**Your task:**
The required output is all lines below that contain the word "Debug".

- - - - - - -

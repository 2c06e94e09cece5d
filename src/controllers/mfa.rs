//! MFA Controller
//!
//! Second-factor verification triggered when the token endpoint reports
//! `mfa_required`. Uses the oauth2 challenge/token endpoints with the
//! continuation token carried over from the interrupted sign-in.

use std::sync::Arc;

use uuid::Uuid;

use crate::cache::TokenCache;
use crate::controllers::sign_in::persist_tokens;
use crate::controllers::{execute_endpoint, unexpected_message};
use crate::error::public::messages;
use crate::error::{MfaError, MfaErrorKind};
use crate::network::providers::{GrantType, SignInRequestProvider, TokenRequestInput};
use crate::network::ApiClient;
use crate::states::MfaRequiredState;
use crate::telemetry::{ApiId, EventHandle, FlowTelemetry};
use crate::types::responses::ChannelType;
use crate::types::{RequestContext, UserAccountResult};
use crate::validators::sign_in::{validate_token, TokenValidatedResponse};
use crate::validators::{validate_challenge, ChallengeValidatedResponse};

/// Outcome of requesting an MFA challenge.
pub enum MfaSendChallengeResult {
    /// A code was sent to the default authentication method.
    CodeRequired {
        state: MfaRequiredState,
        sent_to: String,
        channel: ChannelType,
        code_length: usize,
    },
    Error { error: MfaError },
}

/// Outcome of submitting the MFA code.
pub enum MfaSubmitChallengeResult {
    Completed { account: UserAccountResult },
    /// The code was rejected; retry on the state.
    InvalidCode {
        error: MfaError,
        state: MfaRequiredState,
    },
    Error { error: MfaError },
}

pub struct MfaController {
    api_client: ApiClient,
    provider: SignInRequestProvider,
    telemetry: Arc<dyn FlowTelemetry>,
    cache: Arc<dyn TokenCache>,
}

impl MfaController {
    pub(crate) fn new(
        api_client: ApiClient,
        provider: SignInRequestProvider,
        telemetry: Arc<dyn FlowTelemetry>,
        cache: Arc<dyn TokenCache>,
    ) -> Self {
        Self {
            api_client,
            provider,
            telemetry,
            cache,
        }
    }

    /// Request an MFA challenge for the default authentication method.
    pub async fn send_challenge(
        self: &Arc<Self>,
        continuation_token: &str,
        username: &str,
        scopes: &[String],
        correlation_id: Uuid,
    ) -> (MfaSendChallengeResult, EventHandle) {
        let event = EventHandle::new(ApiId::MfaSendChallenge, self.telemetry.clone());
        let context = RequestContext::new(Some(correlation_id));

        let request = self.provider.challenge(continuation_token, &context);
        let validated = match execute_endpoint(&self.api_client, request).await {
            Ok(result) => validate_challenge(result),
            Err(error) => {
                return (
                    MfaSendChallengeResult::Error {
                        error: MfaError::general_with_message(error.to_string(), correlation_id),
                    },
                    event,
                )
            }
        };

        let result = match validated {
            ChallengeValidatedResponse::CodeRequired {
                continuation_token,
                sent_to,
                channel,
                code_length,
                ..
            } => MfaSendChallengeResult::CodeRequired {
                state: MfaRequiredState::new(
                    self.clone(),
                    continuation_token,
                    username.to_string(),
                    scopes.to_vec(),
                    correlation_id,
                ),
                sent_to,
                channel,
                code_length,
            },
            ChallengeValidatedResponse::Redirect => MfaSendChallengeResult::Error {
                error: MfaError::browser_required(correlation_id),
            },
            ChallengeValidatedResponse::Error(error) => MfaSendChallengeResult::Error {
                error: MfaError::from_api(&error, correlation_id),
            },
            // A password challenge cannot satisfy a second factor.
            ChallengeValidatedResponse::PasswordRequired { .. } => MfaSendChallengeResult::Error {
                error: MfaError::general_with_message(
                    messages::UNEXPECTED_RESPONSE_BODY,
                    correlation_id,
                ),
            },
            ChallengeValidatedResponse::UnexpectedError(error) => MfaSendChallengeResult::Error {
                error: MfaError::general_with_message(
                    unexpected_message(error.as_ref()),
                    correlation_id,
                ),
            },
        };
        (result, event)
    }

    /// Submit the MFA code to the token endpoint.
    pub async fn submit_challenge(
        self: &Arc<Self>,
        code: &str,
        continuation_token: &str,
        username: &str,
        scopes: &[String],
        correlation_id: Uuid,
    ) -> (MfaSubmitChallengeResult, EventHandle) {
        let event = EventHandle::new(ApiId::MfaSubmitChallenge, self.telemetry.clone());
        let context = RequestContext::new(Some(correlation_id));

        if code.trim().is_empty() {
            return (
                MfaSubmitChallengeResult::InvalidCode {
                    error: MfaError::new(
                        MfaErrorKind::InvalidCode,
                        Some(messages::EMPTY_CODE.to_string()),
                        correlation_id,
                    ),
                    state: MfaRequiredState::new(
                        self.clone(),
                        continuation_token.to_string(),
                        username.to_string(),
                        scopes.to_vec(),
                        correlation_id,
                    ),
                },
                event,
            );
        }

        let request = self.provider.token(
            TokenRequestInput {
                continuation_token,
                grant_type: Some(GrantType::OobCode),
                oob: Some(code),
                scopes,
                ..Default::default()
            },
            &context,
        );
        let validated = match execute_endpoint(&self.api_client, request).await {
            Ok(result) => validate_token(result),
            Err(error) => {
                return (
                    MfaSubmitChallengeResult::Error {
                        error: MfaError::general_with_message(error.to_string(), correlation_id),
                    },
                    event,
                )
            }
        };

        let result = match validated {
            TokenValidatedResponse::Success(response) => {
                match persist_tokens(&self.cache, username, &response).await {
                    Ok(account) => MfaSubmitChallengeResult::Completed { account },
                    Err(error) => MfaSubmitChallengeResult::Error {
                        error: MfaError::general_with_message(error.to_string(), correlation_id),
                    },
                }
            }
            TokenValidatedResponse::Error(error) => {
                let public = MfaError::from_api(&error, correlation_id);
                if public.kind() == MfaErrorKind::InvalidCode {
                    MfaSubmitChallengeResult::InvalidCode {
                        error: public,
                        state: MfaRequiredState::new(
                            self.clone(),
                            continuation_token.to_string(),
                            username.to_string(),
                            scopes.to_vec(),
                            correlation_id,
                        ),
                    }
                } else {
                    MfaSubmitChallengeResult::Error { error: public }
                }
            }
            // A second mfa_required loop on the same flow is not continuable.
            TokenValidatedResponse::MfaRequired { error, .. } => MfaSubmitChallengeResult::Error {
                error: MfaError::from_api(&error, correlation_id),
            },
            TokenValidatedResponse::UnexpectedError(error) => MfaSubmitChallengeResult::Error {
                error: MfaError::general_with_message(
                    unexpected_message(error.as_ref()),
                    correlation_id,
                ),
            },
        };
        (result, event)
    }
}
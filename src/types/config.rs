//! Configuration Types
//!
//! Client configuration for the native auth integration.

use std::time::Duration;
use url::Url;

use crate::error::{ConfigurationError, NativeAuthError};

/// Default number of resends for 5xx responses.
pub const DEFAULT_RETRY_COUNT: u32 = 1;

/// Default wait between retried requests.
pub const DEFAULT_RETRY_INTERVAL: Duration = Duration::from_secs(1);

/// Challenge types this client is able to satisfy natively.
///
/// `redirect` is always advertised alongside the configured capabilities so
/// the server can signal browser fallback instead of failing.
#[derive(Clone, Copy, Debug, PartialEq, Eq)]
pub enum ChallengeType {
    /// Out-of-band one-time code (email/SMS).
    Oob,
    /// Password entry.
    Password,
}

impl ChallengeType {
    pub fn as_str(&self) -> &'static str {
        match self {
            Self::Oob => "oob",
            Self::Password => "password",
        }
    }
}

/// Native auth client configuration.
#[derive(Clone, Debug)]
pub struct NativeAuthConfig {
    /// Application (client) id.
    pub client_id: String,
    /// Authority base URL, e.g. `https://contoso.ciamlogin.com/contoso.onmicrosoft.com`.
    pub authority: Url,
    /// Challenge types the client can satisfy natively.
    pub challenge_types: Vec<ChallengeType>,
    /// HTTP timeout per request.
    pub timeout: Duration,
    /// 5xx retry budget per request.
    pub retry_count: u32,
    /// Wait between retried requests.
    pub retry_interval: Duration,
}

impl NativeAuthConfig {
    /// Create a configuration with default capabilities and retry policy.
    pub fn new(client_id: impl Into<String>, authority: &str) -> Result<Self, NativeAuthError> {
        let client_id = client_id.into();
        if client_id.is_empty() {
            return Err(ConfigurationError::MissingField {
                field: "client_id".to_string(),
            }
            .into());
        }
        let authority = Url::parse(authority).map_err(|_| ConfigurationError::InvalidAuthority {
            url: authority.to_string(),
        })?;

        Ok(Self {
            client_id,
            authority,
            challenge_types: vec![ChallengeType::Oob, ChallengeType::Password],
            timeout: Duration::from_secs(30),
            retry_count: DEFAULT_RETRY_COUNT,
            retry_interval: DEFAULT_RETRY_INTERVAL,
        })
    }

    /// Absolute URL for an endpoint path such as `/signup/v1.0/start`.
    pub fn endpoint(&self, path: &str) -> Result<Url, NativeAuthError> {
        let base = self.authority.as_str().trim_end_matches('/');
        Url::parse(&format!("{base}{path}")).map_err(|_| {
            ConfigurationError::InvalidAuthority {
                url: format!("{base}{path}"),
            }
            .into()
        })
    }

    /// Space-joined challenge-type capability list, always ending in `redirect`.
    pub fn challenge_types_value(&self) -> String {
        let mut parts: Vec<&str> = self.challenge_types.iter().map(ChallengeType::as_str).collect();
        parts.push("redirect");
        parts.join(" ")
    }
}

/// Fixed endpoint path table. All endpoints are POST.
pub(crate) mod endpoints {
    pub const SIGNUP_START: &str = "/signup/v1.0/start";
    pub const SIGNUP_CHALLENGE: &str = "/signup/v1.0/challenge";
    pub const SIGNUP_CONTINUE: &str = "/signup/v1.0/continue";

    pub const SIGNIN_INITIATE: &str = "/oauth2/v2.0/initiate";
    pub const SIGNIN_CHALLENGE: &str = "/oauth2/v2.0/challenge";
    pub const SIGNIN_TOKEN: &str = "/oauth2/v2.0/token";

    pub const RESET_PASSWORD_START: &str = "/resetpassword/v1.0/start";
    pub const RESET_PASSWORD_CHALLENGE: &str = "/resetpassword/v1.0/challenge";
    pub const RESET_PASSWORD_CONTINUE: &str = "/resetpassword/v1.0/continue";
    pub const RESET_PASSWORD_SUBMIT: &str = "/resetpassword/v1.0/submit";
    pub const RESET_PASSWORD_POLL_COMPLETION: &str = "/resetpassword/v1.0/poll_completion";
}

#[cfg(test)]
mod tests {
    use super::*;

    #[test]
    fn test_new_config() {
        let config =
            NativeAuthConfig::new("client-1", "https://contoso.ciamlogin.com/contoso").unwrap();
        assert_eq!(config.client_id, "client-1");
        assert_eq!(config.retry_count, DEFAULT_RETRY_COUNT);
    }

    #[test]
    fn test_missing_client_id() {
        let result = NativeAuthConfig::new("", "https://contoso.ciamlogin.com/contoso");
        assert!(matches!(
            result,
            Err(NativeAuthError::Configuration(ConfigurationError::MissingField { .. }))
        ));
    }

    #[test]
    fn test_invalid_authority() {
        let result = NativeAuthConfig::new("client-1", "not a url");
        assert!(matches!(
            result,
            Err(NativeAuthError::Configuration(ConfigurationError::InvalidAuthority { .. }))
        ));
    }

    #[test]
    fn test_endpoint_joining() {
        let config =
            NativeAuthConfig::new("client-1", "https://contoso.ciamlogin.com/contoso/").unwrap();
        let url = config.endpoint(endpoints::SIGNUP_START).unwrap();
        assert_eq!(
            url.as_str(),
            "https://contoso.ciamlogin.com/contoso/signup/v1.0/start"
        );
    }

    #[test]
    fn test_challenge_types_value_always_includes_redirect() {
        let mut config =
            NativeAuthConfig::new("client-1", "https://contoso.ciamlogin.com/contoso").unwrap();
        assert_eq!(config.challenge_types_value(), "oob password redirect");

        config.challenge_types = vec![ChallengeType::Oob];
        assert_eq!(config.challenge_types_value(), "oob redirect");
    }
}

- - - - - - -

**Answer:**
#[derive(Clone, Copy, Debug, PartialEq, Eq)]
#[derive(Clone, Debug)]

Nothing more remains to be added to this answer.